Research that tracks how the radiation plume travels, however, is especially significant at a time when nuclear energy is increasingly being considered as a zero-carbon alternative to fossil fuels for energy production. With the Fukushima and Chernobyl nuclear disasters still fresh in recent memory and authorities still working to containing the contamination from these nuclear accidents, critics of nuclear energy have been reluctant to dismiss safety concerns of nuclear power. The latest findings will help the world understand more fully the implications of relying on nuclear energy.

“Despite the fact that the levels of contamination off our shores remain well below government-established safety limits for human health or to marine life, the changing values underscore the need to more closely monitor contamination levels across the Pacific,” Dr. Buesseler said in a press release regarding his research in December. “[T]hese long-lived radioisotopes," he said, "will serve as markers for years to come for scientists studying ocean currents and mixing in coastal and offshore waters.”

As reported by the United Press International, Buesseler intends to examine how radiation is dispersed through the ocean and how long it takes, which can be valuable information in the future for scientists to predict where the radiation will be headed if a similar disaster were to happen.

Buesseler's team of researchers are part of a crowdfunded project that tests ocean water off various locations to examine the impacts of fallout and runoff from the Fukushima nuclear power plant as levels are expected to rise over the years.

The seawater was contaminated in 2011, when a massive earthquake damaged Fukushima’s nuclear reactors. Scientists have found that the nuclear plant continues to leak contaminated water, although a new “ice wall” was erected in March to contain the pollution.

Fukushima is not the only source of radiation-contaminated seawater. Other culprits are naturally-occurring radioactivity in the ocean, the 1986 Chernobyl accident, and global nuclear weapons testing in the 1960s.

Cesium-134 is used to “fingerprint” Fukushima’s contribution because it has a half-life of just two years, which means that it has only recently emerged in the ocean. Scientists also track cesium-137, which has a longer 30-year half-life, and its levels will illuminate radioactive pollution from the nuclear testing and past nuclear accidents.

From the samples taken earlier this year off Oregon, only 0.3 Becquerels per cubic meter of Cesium-134 were measured, as reported by Statesman Journal.
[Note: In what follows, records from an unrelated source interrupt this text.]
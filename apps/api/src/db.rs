use anyhow::Result;
use sqlx::postgres::PgPoolOptions;
use sqlx::PgPool;
use tracing::info;

/// Creates and returns a PostgreSQL connection pool.
pub async fn create_pool(database_url: &str, max_connections: u32) -> Result<PgPool> {
    info!("Connecting to PostgreSQL (max {max_connections} connections)...");

    let pool = PgPoolOptions::new()
        .max_connections(max_connections)
        .connect(database_url)
        .await?;

    info!("PostgreSQL connection pool established");
    Ok(pool)
}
Samples off the West Coast in the last year also showed higher levels of Cesium-137, although the highest total level of Cesium detected in waters off the shore of the United States is still more than 500 times lower than EPA’s safety limits for drinking water.

"We don’t expect to see health concerns from swimming or fish consumption, but we would like to continue monitoring until (the radiation level) goes back down again," Buesseler told USA Today.

Buesseler and other research groups are also tracking the presence of the Cesium isotopes and other radioactive elements in fish that travel across the ocean from Japan to determine how the ocean can dilute – or wash out – traces of these harmful elements.